Imee takes up fight for tobacco farmers

November 19, 2018, 5:01 pm

LAOAG CITY --Ilocos Norte Governor Imee Marcos on Monday took up the cudgels in behalf of the poverty-stricken tobacco farmers of Northern Luzon appealing to Congress to refrain from further increasing excise taxes on tobacco products.

Marcos said Filipinos from the north are allegedly being neglected by the national government with regional inflation in the region being the highest compared to the rest of the country.

“We have significantly increased excise taxes on cigarettes twice already this year. Prices are going up, consumption is going down.

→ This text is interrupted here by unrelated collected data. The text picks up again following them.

use criterion::{criterion_group, criterion_main, Criterion};
use rand::SeedableRng;
use rand_chacha::ChaCha8Rng;
use sim_core::DieLibrary;

fn bench_yield(c: &mut Criterion) {
    let now = chrono::NaiveDate::from_ymd_opt(2024, 1, 1)
        .unwrap()
        .and_hms_opt(0, 0, 0)
        .unwrap();
    let lib = DieLibrary::with_default_dies(now).unwrap();
    let die = lib.all()[0].clone();
    let mut rng = ChaCha8Rng::seed_from_u64(42);
    c.bench_function("monte_carlo_1000", |b| {
        b.iter(|| sim_yield::simulate_defects(&die, 0.6, 1000, &mut rng).unwrap())
    });
    let wafer = sim_yield::WaferConfig::default();
    c.bench_function("wafer_300mm_10x10", |b| {
        b.iter(|| sim_yield::place_dies(&wafer, &mut rng).unwrap())
    });
}

criterion_group!(benches, bench_yield);
criterion_main!(benches);
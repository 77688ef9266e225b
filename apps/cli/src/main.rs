#![deny(warnings)]

//! Headless CLI: evaluates a die scenario and prints KPIs or a JSON report.

mod scenario;

use anyhow::{anyhow, Context, Result};
use chrono::NaiveDate;
use rand::SeedableRng;
use rand_chacha::ChaCha8Rng;
use scenario::{Scenario, BUILTIN};
use serde::Serialize;
use sim_core::DieLibrary;
use sim_econ::{contract_pricing, foundry_by_id, plan_batch, BatchPlan, ContractPricing};
use sim_perf::PerformanceRecord;
use sim_yield::WaferPlacement;
use std::path::PathBuf;
use tracing::{info, warn};
use tracing_subscriber::EnvFilter;

#[derive(Debug, Default)]
struct Args {
    scenario: Option<PathBuf>,
    seed: Option<u64>,
    json: bool,
}

fn parse_args() -> Result<Args> {
    let mut args = Args::default();
    let mut it = std::env::args().skip(1);
    while let Some(arg) = it.next() {
        match arg.as_str() {
            "--scenario" => {
                args.scenario = Some(it.next().context("--scenario needs a path")?.into());
            }
            "--seed" => {
                let v = it.next().context("--seed needs a value")?;
                args.seed = Some(v.parse().with_context(|| format!("bad seed {v:?}"))?);
            }
            "--json" => args.json = true,
            other => warn!(arg = other, "ignoring unknown argument"),
        }
    }
    Ok(args)
}

#[derive(Serialize)]
struct Report {
    performance: PerformanceRecord,
    wafer: WaferPlacement,
    batch: BatchPlan,
    contract: Option<ContractPricing>,
}

fn run(scenario: &Scenario, library: &DieLibrary) -> Result<Report> {
    scenario.validate()?;
    let die = scenario.resolve_die(library)?;
    let mut rng = ChaCha8Rng::seed_from_u64(scenario.config.rng_seed);

    let performance = sim_perf::performance(&die, &scenario.config, &mut rng)?;
    let wafer = sim_yield::place_dies(&scenario.wafer_config(&die), &mut rng)?;
    let batch = plan_batch(
        scenario.batch.name.clone(),
        &die,
        scenario.batch.wafer_size_mm,
        scenario.batch.reticle,
    )?;

    let contract = match &scenario.contract {
        Some(c) => {
            let foundry = foundry_by_id(&c.foundry).ok_or_else(|| anyhow!("unknown foundry {:?}", c.foundry))?;
            if let Some(year) = c.year {
                if !foundry.offers(year, die.process_node) {
                    warn!(foundry = foundry.name, year, node = die.process_node, "foundry does not offer this node");
                }
            }
            Some(contract_pricing(
                foundry.pricing_multiplier(),
                c.contract_type,
                die.process_node,
                c.wafers_per_week,
                c.weeks,
            )?)
        }
        None => None,
    };

    Ok(Report {
        performance,
        wafer,
        batch,
        contract,
    })
}

fn print_kpis(sku: &str, scenario: &Scenario, r: &Report) {
    let p = &r.performance;
    println!(
        "Die {} | {} | {}-core CPU, {} GPU SMs | {} / {}",
        sku, p.process_label, p.cpu_cores, p.gpu_cores, p.chip_class, p.chip_grade
    );
    println!(
        "Perf | score: {} | base: {:.2} GHz | boost: {:.2} GHz | IPC: {:.2} | TDP: {:.1} W | {:.2} W/mm²{}",
        p.performance_score,
        p.base_clock_ghz,
        p.boost_clock_ghz,
        p.ipc,
        p.tdp_w,
        p.power_density_w_mm2,
        if p.throttled { " (throttled)" } else { "" }
    );
    println!(
        "Yield | monte carlo: {:.1}% | theoretical: {:.1}% | cost x{:.2}",
        p.yield_percent,
        p.theoretical_yield * 100.0,
        p.cost_multiplier
    );
    let b = &r.wafer.yield_breakdown;
    println!(
        "Wafer | dies: {} | perfect: {} | diminished: {} | damaged: {} | unusable: {} | yield: {:.1}%",
        r.wafer.total_dies, b.perfect, b.diminished, b.damaged, b.unusable, r.wafer.overall_yield
    );
    let maturity = scenario.batch.maturity;
    let unit_cost = r
        .batch
        .cost_per_good_die_kusd(maturity)
        .map_or_else(|| "n/a".to_string(), |k| format!("${:.2}", k * rust_decimal::Decimal::ONE_THOUSAND));
    println!(
        "Batch | {} | {} dies/wafer | {} shots | {:.1}% util | {} yield: {:.1}% | ${}k/wafer | {} per good die",
        r.batch.name,
        r.batch.metrics.dies_per_wafer,
        r.batch.metrics.reticle_shots_per_wafer,
        r.batch.metrics.wafer_area_utilization,
        maturity.label(),
        r.batch.yield_by_maturity.get(maturity) * 100.0,
        r.batch.cost_per_wafer_kusd,
        unit_cost
    );
    if let Some(c) = &r.contract {
        println!(
            "Contract | {} | {} wafers | ${}/wafer | total: ${} | deposit: ${}",
            c.contract_type, c.total_wafers, c.price_per_wafer, c.total_value, c.deposit
        );
    }
    if let Some(w) = &p.thermal_warning {
        println!("Warning | {w}");
    }
}

fn main() -> Result<()> {
    let filter = EnvFilter::try_from_default_env().unwrap_or_else(|_| EnvFilter::new("info"));
    tracing_subscriber::fmt()
        .with_env_filter(filter)
        .with_writer(std::io::stderr)
        .init();

    let args = parse_args()?;
    info!(scenario = ?args.scenario, seed = ?args.seed, "starting CLI");

    let mut scenario = match &args.scenario {
        Some(path) => Scenario::load(path)?,
        None => Scenario::parse(BUILTIN)?,
    };
    if let Some(seed) = args.seed {
        scenario.config.rng_seed = seed;
    }

    // Fixed timestamp keeps library records identical across runs.
    let epoch = NaiveDate::from_ymd_opt(2024, 1, 1)
        .and_then(|d| d.and_hms_opt(0, 0, 0))
        .context("invalid library timestamp")?;
    let library = DieLibrary::with_default_dies(epoch)?;

    let report = run(&scenario, &library)?;
    if args.json {
        println!("{}", serde_json::to_string_pretty(&report)?);
    } else {
        print_kpis(&report.batch.die_sku, &scenario, &report);
    }
    Ok(())
}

Our tobacco farmers can’t take anymore reduction in their livelihood,” Marcos said.

“Why do we protect growers of copra, abaca and sugar from the impact of taxation while shifting the burden on our poor tobacco farmers?” she asked.

According to Marcos, farmers in her province have been badly hit already by four strong monsoons and two devastating typhoons.

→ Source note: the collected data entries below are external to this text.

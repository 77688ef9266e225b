//! Die and component records shared by every engine crate.

use crate::ValidationError;
use chrono::NaiveDateTime;
use serde::{Deserialize, Serialize};
use std::fmt;

/// Identifier of a die inside a [`DieLibrary`](crate::DieLibrary).
#[derive(Clone, Copy, Debug, Default, PartialEq, Eq, PartialOrd, Ord, Hash, Serialize, Deserialize)]
pub struct DieId(pub u64);

impl fmt::Display for DieId {
    fn fmt(&self, f: &mut fmt::Formatter<'_>) -> fmt::Result {
        write!(f, "die-{}", self.0)
    }
}

/// Kind of die being designed. Drives which components the palette offers.
#[derive(Clone, Copy, Debug, PartialEq, Eq, Hash, Serialize, Deserialize)]
#[serde(rename_all = "snake_case")]
pub enum DieType {
    Cpu,
    Gpu,
    Memory,
    IoDie,
    Npu,
    Custom,
}

impl DieType {
    /// Human-readable label.
    pub fn label(self) -> &'static str {
        match self {
            DieType::Cpu => "CPU",
            DieType::Gpu => "GPU",
            DieType::Memory => "Memory",
            DieType::IoDie => "I/O Die",
            DieType::Npu => "NPU",
            DieType::Custom => "Custom",
        }
    }
}

/// Palette category of a component type.
#[derive(Clone, Copy, Debug, PartialEq, Eq)]
pub enum ComponentCategory {
    Common,
    Cpu,
    Gpu,
    Memory,
    Npu,
}

/// Functional block that can be placed on a die.
#[derive(Clone, Copy, Debug, PartialEq, Eq, PartialOrd, Ord, Hash, Serialize, Deserialize)]
#[serde(rename_all = "snake_case")]
pub enum ComponentType {
    CpuCore,
    GpuSm,
    L2Cache,
    L3Cache,
    MemCtrl,
    Interconnect,
    PowerMgmt,
    IoCtrl,
    Igpu,
    TextureUnit,
    DisplayEngine,
    MemoryArray,
    ControlLogic,
    Npu,
}

impl ComponentType {
    /// Every component type, in palette order.
    pub const ALL: [ComponentType; 14] = [
        ComponentType::CpuCore,
        ComponentType::L2Cache,
        ComponentType::L3Cache,
        ComponentType::MemCtrl,
        ComponentType::Interconnect,
        ComponentType::PowerMgmt,
        ComponentType::IoCtrl,
        ComponentType::Igpu,
        ComponentType::GpuSm,
        ComponentType::TextureUnit,
        ComponentType::DisplayEngine,
        ComponentType::MemoryArray,
        ComponentType::ControlLogic,
        ComponentType::Npu,
    ];

    /// Label used when naming placed components ("CPU Core 3").
    pub fn label(self) -> &'static str {
        match self {
            ComponentType::CpuCore => "CPU Core",
            ComponentType::GpuSm => "GPU SM/CU",
            ComponentType::L2Cache => "L2 Cache",
            ComponentType::L3Cache => "L3 Cache",
            ComponentType::MemCtrl => "Memory Controller",
            ComponentType::Interconnect => "Interconnect",
            ComponentType::PowerMgmt => "Power Management",
            ComponentType::IoCtrl => "I/O Controller",
            ComponentType::Igpu => "Integrated GPU",
            ComponentType::TextureUnit => "Texture Units",
            ComponentType::DisplayEngine => "Display Engine",
            ComponentType::MemoryArray => "Memory Array",
            ComponentType::ControlLogic => "Control Logic",
            ComponentType::Npu => "NPU Core",
        }
    }

    pub fn category(self) -> ComponentCategory {
        match self {
            ComponentType::CpuCore | ComponentType::Igpu => ComponentCategory::Cpu,
            ComponentType::GpuSm | ComponentType::TextureUnit | ComponentType::DisplayEngine => {
                ComponentCategory::Gpu
            }
            ComponentType::MemoryArray | ComponentType::ControlLogic => ComponentCategory::Memory,
            ComponentType::Npu => ComponentCategory::Npu,
            ComponentType::L2Cache
            | ComponentType::L3Cache
            | ComponentType::MemCtrl
            | ComponentType::Interconnect
            | ComponentType::PowerMgmt
            | ComponentType::IoCtrl => ComponentCategory::Common,
        }
    }

    /// Whether the designer palette offers this type for the given die type.
    pub fn available_for(self, die_type: DieType) -> bool {
        match (self.category(), die_type) {
            (ComponentCategory::Common, _) => true,
            (ComponentCategory::Cpu, DieType::Cpu) => true,
            (ComponentCategory::Gpu, DieType::Gpu) => true,
            (ComponentCategory::Memory, DieType::Memory) => true,
            (ComponentCategory::Npu, DieType::Npu) => true,
            _ => false,
        }
    }
}

/// Top-left corner of a component in mm, relative to the die origin.
#[derive(Clone, Copy, Debug, Default, PartialEq, Serialize, Deserialize)]
pub struct Position {
    pub x: f64,
    pub y: f64,
}

/// Width and height in mm.
#[derive(Clone, Copy, Debug, PartialEq, Serialize, Deserialize)]
pub struct Dimensions {
    pub width: f64,
    pub height: f64,
}

impl Dimensions {
    pub const fn new(width: f64, height: f64) -> Self {
        Self { width, height }
    }

    /// Area in mm².
    pub fn area(&self) -> f64 {
        self.width * self.height
    }

    /// Fails unless both sides are finite and strictly positive.
    pub fn validate(&self, what: &str) -> Result<(), ValidationError> {
        if !(self.width.is_finite() && self.height.is_finite()) {
            return Err(ValidationError::NonFinite);
        }
        if self.width <= 0.0 || self.height <= 0.0 {
            return Err(ValidationError::NonPositiveDimension(what.to_string()));
        }
        Ok(())
    }
}

/// Default lithography field used by new dies.
pub const DEFAULT_RETICLE: Dimensions = Dimensions::new(26.0, 33.0);

fn default_reticle() -> Dimensions {
    DEFAULT_RETICLE
}

/// A placed functional block.
#[derive(Clone, Debug, PartialEq, Serialize, Deserialize)]
pub struct Component {
    #[serde(rename = "type")]
    pub component_type: ComponentType,
    pub name: String,
    pub position: Position,
    pub dimensions: Dimensions,
}

impl Component {
    pub fn new(
        component_type: ComponentType,
        name: impl Into<String>,
        position: Position,
        dimensions: Dimensions,
    ) -> Self {
        Self {
            component_type,
            name: name.into(),
            position,
            dimensions,
        }
    }

    pub fn area(&self) -> f64 {
        self.dimensions.area()
    }

    /// Centre point in die coordinates.
    pub fn center(&self) -> (f64, f64) {
        (
            self.position.x + self.dimensions.width / 2.0,
            self.position.y + self.dimensions.height / 2.0,
        )
    }

    /// Centre-to-centre distance in mm.
    pub fn distance_to(&self, other: &Component) -> f64 {
        let (ax, ay) = self.center();
        let (bx, by) = other.center();
        (bx - ax).hypot(by - ay)
    }

    /// Axis-aligned overlap test; touching edges do not overlap.
    pub fn overlaps(&self, other: &Component) -> bool {
        let a = self;
        let b = other;
        !(a.position.x + a.dimensions.width <= b.position.x
            || a.position.x >= b.position.x + b.dimensions.width
            || a.position.y + a.dimensions.height <= b.position.y
            || a.position.y >= b.position.y + b.dimensions.height)
    }

    /// Numeric suffix of the name, e.g. 5 for "CPU Core 5".
    fn ordinal(&self) -> Option<u32> {
        self.name.rsplit(' ').next().and_then(|s| s.parse().ok())
    }
}

/// A rectangular chip design with positioned sub-components.
#[derive(Clone, Debug, PartialEq, Serialize, Deserialize)]
pub struct Die {
    #[serde(default)]
    pub id: DieId,
    pub sku: String,
    #[serde(rename = "type")]
    pub die_type: DieType,
    #[serde(default)]
    pub description: String,
    pub dimensions: Dimensions,
    #[serde(default = "default_reticle")]
    pub reticle_size: Dimensions,
    /// Process node in nm; key into the constant tables.
    pub process_node: u32,
    #[serde(default)]
    pub components: Vec<Component>,
    #[serde(default)]
    pub created_at: Option<NaiveDateTime>,
    #[serde(default)]
    pub last_modified: Option<NaiveDateTime>,
}

/// Summary statistics of a die layout.
#[derive(Clone, Copy, Debug, PartialEq, Serialize, Deserialize)]
pub struct DieStats {
    pub area: f64,
    pub components_area: f64,
    pub utilization_percent: f64,
    pub component_count: usize,
}

/// Minimum count of one component type a die type must carry.
#[derive(Clone, Copy, Debug, PartialEq)]
pub struct DieRequirement {
    pub component_type: ComponentType,
    pub min_count: usize,
    pub label: &'static str,
}

/// Outcome of checking one [`DieRequirement`].
#[derive(Clone, Copy, Debug, PartialEq)]
pub struct RequirementStatus {
    pub requirement: DieRequirement,
    pub count: usize,
    pub met: bool,
}

const fn req(component_type: ComponentType, label: &'static str) -> DieRequirement {
    DieRequirement {
        component_type,
        min_count: 1,
        label,
    }
}

/// Required components per die type.
pub fn die_requirements(die_type: DieType) -> &'static [DieRequirement] {
    use ComponentType::*;
    const CPU: &[DieRequirement] = &[
        req(CpuCore, "CPU Core(s)"),
        req(L2Cache, "L2 Cache"),
        req(MemCtrl, "Memory Controller"),
        req(PowerMgmt, "Power Management"),
    ];
    const GPU: &[DieRequirement] = &[
        req(GpuSm, "GPU SM/CU"),
        req(MemCtrl, "Memory Controller"),
        req(PowerMgmt, "Power Management"),
    ];
    const MEMORY: &[DieRequirement] = &[
        req(MemoryArray, "Memory Array"),
        req(ControlLogic, "Control Logic"),
    ];
    const IO_DIE: &[DieRequirement] = &[req(IoCtrl, "I/O Controller"), req(Interconnect, "Interconnect")];
    const NPU: &[DieRequirement] = &[req(PowerMgmt, "Power Management")];
    match die_type {
        DieType::Cpu => CPU,
        DieType::Gpu => GPU,
        DieType::Memory => MEMORY,
        DieType::IoDie => IO_DIE,
        DieType::Npu => NPU,
        DieType::Custom => &[],
    }
}

impl Die {
    /// A fresh, empty die with the default reticle and an unassigned id.
    pub fn new(sku: impl Into<String>, die_type: DieType, dimensions: Dimensions, process_node: u32) -> Self {
        Self {
            id: DieId::default(),
            sku: sku.into(),
            die_type,
            description: String::new(),
            dimensions,
            reticle_size: DEFAULT_RETICLE,
            process_node,
            components: Vec::new(),
            created_at: None,
            last_modified: None,
        }
    }

    /// Builder-style component append without layout checks.
    pub fn with_component(mut self, component: Component) -> Self {
        self.components.push(component);
        self
    }

    pub fn area(&self) -> f64 {
        self.dimensions.area()
    }

    /// Components of one type, in placement order.
    pub fn components_of(&self, t: ComponentType) -> impl Iterator<Item = &Component> + '_ {
        self.components.iter().filter(move |c| c.component_type == t)
    }

    pub fn count_of(&self, t: ComponentType) -> usize {
        self.components_of(t).count()
    }

    /// Summed footprint of one component type in mm².
    pub fn area_of(&self, t: ComponentType) -> f64 {
        self.components_of(t).map(Component::area).sum()
    }

    pub fn components_area(&self) -> f64 {
        self.components.iter().map(Component::area).sum()
    }

    pub fn stats(&self) -> DieStats {
        let area = self.area();
        let components_area = self.components_area();
        let utilization_percent = if area > 0.0 {
            components_area / area * 100.0
        } else {
            0.0
        };
        DieStats {
            area,
            components_area,
            utilization_percent,
            component_count: self.components.len(),
        }
    }

    /// Checks the die outline and every component footprint are positive and finite.
    ///
    /// Placement (bounds, overlap) is not checked here; see [`Die::validate_layout`].
    pub fn validate_geometry(&self) -> Result<(), ValidationError> {
        self.dimensions.validate("die")?;
        for c in &self.components {
            c.dimensions.validate(&c.name)?;
            if !(c.position.x.is_finite() && c.position.y.is_finite()) {
                return Err(ValidationError::NonFinite);
            }
        }
        Ok(())
    }

    /// Full edit-time check: geometry, bounds and pairwise overlap.
    pub fn validate_layout(&self) -> Result<(), ValidationError> {
        self.validate_geometry()?;
        for (i, c) in self.components.iter().enumerate() {
            self.check_bounds(c)?;
            if let Some(other) = self.components[i + 1..].iter().find(|o| c.overlaps(o)) {
                return Err(ValidationError::ComponentOverlap(c.name.clone(), other.name.clone()));
            }
        }
        Ok(())
    }

    fn check_bounds(&self, c: &Component) -> Result<(), ValidationError> {
        let inside = c.position.x >= 0.0
            && c.position.y >= 0.0
            && c.position.x + c.dimensions.width <= self.dimensions.width
            && c.position.y + c.dimensions.height <= self.dimensions.height;
        if inside {
            Ok(())
        } else {
            Err(ValidationError::ComponentOutOfBounds(c.name.clone()))
        }
    }

    /// Places a component after checking bounds and overlap.
    pub fn add_component(&mut self, component: Component) -> Result<(), ValidationError> {
        component.dimensions.validate(&component.name)?;
        self.check_bounds(&component)?;
        if let Some(other) = self.components.iter().find(|o| component.overlaps(o)) {
            return Err(ValidationError::ComponentOverlap(
                component.name.clone(),
                other.name.clone(),
            ));
        }
        self.components.push(component);
        Ok(())
    }

    /// Next free name for a type: one past the highest existing ordinal.
    pub fn next_component_name(&self, t: ComponentType) -> String {
        let next = self
            .components_of(t)
            .filter_map(Component::ordinal)
            .max()
            .map_or(0, |n| n + 1);
        format!("{} {}", t.label(), next)
    }

    /// Renames components of a type to `label 0..n` in ordinal order, closing gaps.
    pub fn renumber(&mut self, t: ComponentType) {
        let mut numbered: Vec<(u32, usize)> = self
            .components
            .iter()
            .enumerate()
            .filter(|(_, c)| c.component_type == t)
            .filter_map(|(i, c)| c.ordinal().map(|n| (n, i)))
            .collect();
        numbered.sort_unstable();
        for (seq, (_, idx)) in numbered.into_iter().enumerate() {
            self.components[idx].name = format!("{} {}", t.label(), seq);
        }
    }

    /// Removes the named component and renumbers the remaining ones of its type.
    pub fn remove_component(&mut self, name: &str) -> Option<Component> {
        let idx = self.components.iter().position(|c| c.name == name)?;
        let removed = self.components.remove(idx);
        self.renumber(removed.component_type);
        Some(removed)
    }

    pub fn requirements_report(&self) -> Vec<RequirementStatus> {
        die_requirements(self.die_type)
            .iter()
            .map(|r| {
                let count = self.count_of(r.component_type);
                RequirementStatus {
                    requirement: *r,
                    count,
                    met: count >= r.min_count,
                }
            })
            .collect()
    }

    pub fn meets_requirements(&self) -> bool {
        self.requirements_report().iter().all(|s| s.met)
    }
}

“They have barely recovered from these calamities now our Congress wants to impose a man-made disaster in the form of new taxes,” said Marcos, adding the government must give “Life” to farmers in disaster-stricken areas as a form of immediate intervention for a quick turnaround for those who lost their crops while ensuring ample supply of cheap food for all Filipinos.

“The Constitutionally-vested right to a living wage should translate into LIFE for our farmers – the right to Living Income for Farmers in Emergency situations,” said Marcos, the only local government official who is running for senator in next year's midterm polls.

“Simply put, in times of calamities or disasters and other emergency situations, farmers are always at a disadvantage. They have no income because their crops were destroyed. Agarang tulong ang kailangan nila (timely aid is what they need),” she said.

According to her, while farms hit by typhoons and other calamities are being rehabilitated, farmers must be given work to earn income to feed their families, in addition to free seeds, fertilizer, farm implements and credit assistance to help them get back on their feet.

“They can earn living wages repairing dikes, water catchments, farm roads and other damaged public infrastructure,” Marcos said, adding “this gives farmers basic resources to survive and restore their farms to productivity.”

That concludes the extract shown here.